CLINTON: First of all, I agree with that. But in 2000, Ehud Barak, I got him to agree to something I’m not sure I would have gotten Rabin to agree to, and Rabin was murdered for giving land to the Palestinians.

Q: I agree. But Netanyahu is not the guy.

CLINTON: I agree with that, but they [the Palestinians] would have gotten 96% of the West Bank, land swaps in Gaza, appropriate water rights and East Jerusalem, something that hasn’t even been discussed since I left office. And by the way, don’t forget, both Arafat and Abbas later said they would take it: “We changed our minds, we’ll take it now.” But by then the Israeli government wouldn’t give it to them.

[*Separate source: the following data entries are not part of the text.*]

//! HTTP client for the resume backend.

use std::time::Duration;

use anyhow::{anyhow, Context, Result};
use async_trait::async_trait;
use futures::StreamExt;
use reqwest::{
    multipart::{Form, Part},
    Body, Client,
};
use shared::protocol::{
    JobRecord, ResumeRecord, FILE_FIELD, JOB_LIST_PATH, JOB_UPLOAD_PATH, RESUME_LIST_PATH,
    RESUME_UPLOAD_PATH, TITLE_FIELD,
};
use tokio::sync::watch;
use tracing::{debug, info};
use url::Url;

use crate::{
    upload::{SelectedFile, UploadProgress},
    UploadBackend,
};

/// Size of the slices the request body is fed to the transport in.
const UPLOAD_CHUNK_BYTES: usize = 64 * 1024;

#[derive(Debug, Clone)]
pub struct BackendClient {
    http: Client,
    base_url: String,
}

impl BackendClient {
    pub fn new(base_url: &str) -> Result<Self> {
        Self::with_http_client(base_url, Client::new())
    }

    pub fn with_timeout(base_url: &str, timeout: Duration) -> Result<Self> {
        let http = Client::builder()
            .timeout(timeout)
            .build()
            .context("failed to build http client")?;
        Self::with_http_client(base_url, http)
    }

    pub fn with_http_client(base_url: &str, http: Client) -> Result<Self> {
        let parsed =
            Url::parse(base_url.trim()).with_context(|| format!("invalid api url `{base_url}`"))?;
        if !matches!(parsed.scheme(), "http" | "https") {
            return Err(anyhow!(
                "api url must use http or https, got `{}`",
                parsed.scheme()
            ));
        }
        Ok(Self {
            http,
            base_url: parsed.as_str().trim_end_matches('/').to_string(),
        })
    }

    pub fn base_url(&self) -> &str {
        &self.base_url
    }

    fn endpoint(&self, path: &str) -> String {
        format!("{}{path}", self.base_url)
    }

    pub async fn upload_resume(
        &self,
        file: &SelectedFile,
        progress: Option<watch::Sender<UploadProgress>>,
    ) -> Result<ResumeRecord> {
        let form = Form::new().part(FILE_FIELD, streamed_part(file, progress)?);
        info!(filename = file.name(), bytes = file.len(), "uploading resume");
        let record: ResumeRecord = self
            .http
            .post(self.endpoint(RESUME_UPLOAD_PATH))
            .multipart(form)
            .send()
            .await?
            .error_for_status()?
            .json()
            .await?;
        info!(resume_id = record.id.0, "resume stored");
        Ok(record)
    }

    pub async fn upload_job(&self, file: &SelectedFile, title: &str) -> Result<JobRecord> {
        let part = Part::bytes(file.bytes().to_vec())
            .file_name(file.name().to_string())
            .mime_str(file.mime_type())
            .with_context(|| format!("invalid mime type `{}`", file.mime_type()))?;
        let form = Form::new()
            .part(FILE_FIELD, part)
            .text(TITLE_FIELD, title.to_string());
        info!(filename = file.name(), title, "uploading job description");
        let record: JobRecord = self
            .http
            .post(self.endpoint(JOB_UPLOAD_PATH))
            .multipart(form)
            .send()
            .await?
            .error_for_status()?
            .json()
            .await?;
        info!(job_id = record.id.0, "job description stored");
        Ok(record)
    }

    pub async fn list_resumes(&self) -> Result<Vec<ResumeRecord>> {
        let records: Vec<ResumeRecord> = self
            .http
            .get(self.endpoint(RESUME_LIST_PATH))
            .send()
            .await?
            .error_for_status()?
            .json()
            .await?;
        debug!(count = records.len(), "fetched resumes");
        Ok(records)
    }

    pub async fn list_jobs(&self) -> Result<Vec<JobRecord>> {
        let records: Vec<JobRecord> = self
            .http
            .get(self.endpoint(JOB_LIST_PATH))
            .send()
            .await?
            .error_for_status()?
            .json()
            .await?;
        debug!(count = records.len(), "fetched jobs");
        Ok(records)
    }
}

// Progress counts bytes handed to the transport, one chunk at a time.
fn streamed_part(
    file: &SelectedFile,
    progress: Option<watch::Sender<UploadProgress>>,
) -> Result<Part> {
    let total = file.len() as u64;
    let chunks: Vec<Vec<u8>> = file
        .bytes()
        .chunks(UPLOAD_CHUNK_BYTES)
        .map(<[u8]>::to_vec)
        .collect();
    let mut sent = 0u64;
    let stream = futures::stream::iter(chunks).map(move |chunk| {
        sent += chunk.len() as u64;
        if let Some(progress) = &progress {
            let _ = progress.send(UploadProgress::Transferred { sent, total });
        }
        Ok::<_, std::io::Error>(chunk)
    });

    Part::stream_with_length(Body::wrap_stream(stream), total)
        .file_name(file.name().to_string())
        .mime_str(file.mime_type())
        .with_context(|| format!("invalid mime type `{}`", file.mime_type()))
}

#[async_trait]
impl UploadBackend for BackendClient {
    async fn upload_resume(
        &self,
        file: &SelectedFile,
        progress: watch::Sender<UploadProgress>,
    ) -> Result<ResumeRecord> {
        BackendClient::upload_resume(self, file, Some(progress)).await
    }

    async fn list_resumes(&self) -> Result<Vec<ResumeRecord>> {
        BackendClient::list_resumes(self).await
    }

    async fn upload_job(&self, file: &SelectedFile, title: &str) -> Result<JobRecord> {
        BackendClient::upload_job(self, file, title).await
    }

    async fn list_jobs(&self) -> Result<Vec<JobRecord>> {
        BackendClient::list_jobs(self).await
    }
}

#[cfg(test)]
#[path = "tests/http_tests.rs"]
mod tests;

Jeff argues that this exposes the anti-Israel tendencies of the Clintons, and Politico also reported the conversation as “a shot at Netanyahu.” To me, though, this sounds like Clinton laying the blame entirely on the Palestinians. And well he might; Clinton got the Israelis to take a daring stance on the land-for-peace initiative, which Clinton credits to Barak and Rabin in this conversation. Clinton himself took a large political risk here in the US for leaning on Barak and Rabin to get them to make that offer, only to have Arafat and Abbas throw it back in his face and start the intifada instead.

Later, they may or may not have regretted their decision as Clinton suggests, but they clearly passed up the best deal they could ever have gotten, and certainly won’t get that from Israel in the future after the intifadas and wars that followed. The security wall, for which Palestinians have some legitimate complaints, became necessary to protect Israel as a result of that rejection and Arafat’s terror campaign afterward. It was that rejection and the war Arafat and Abbas chose which made Netanyahu’s dominance of Israeli politics (and Ariel Sharon before him) entirely predictable, and entirely inevitable.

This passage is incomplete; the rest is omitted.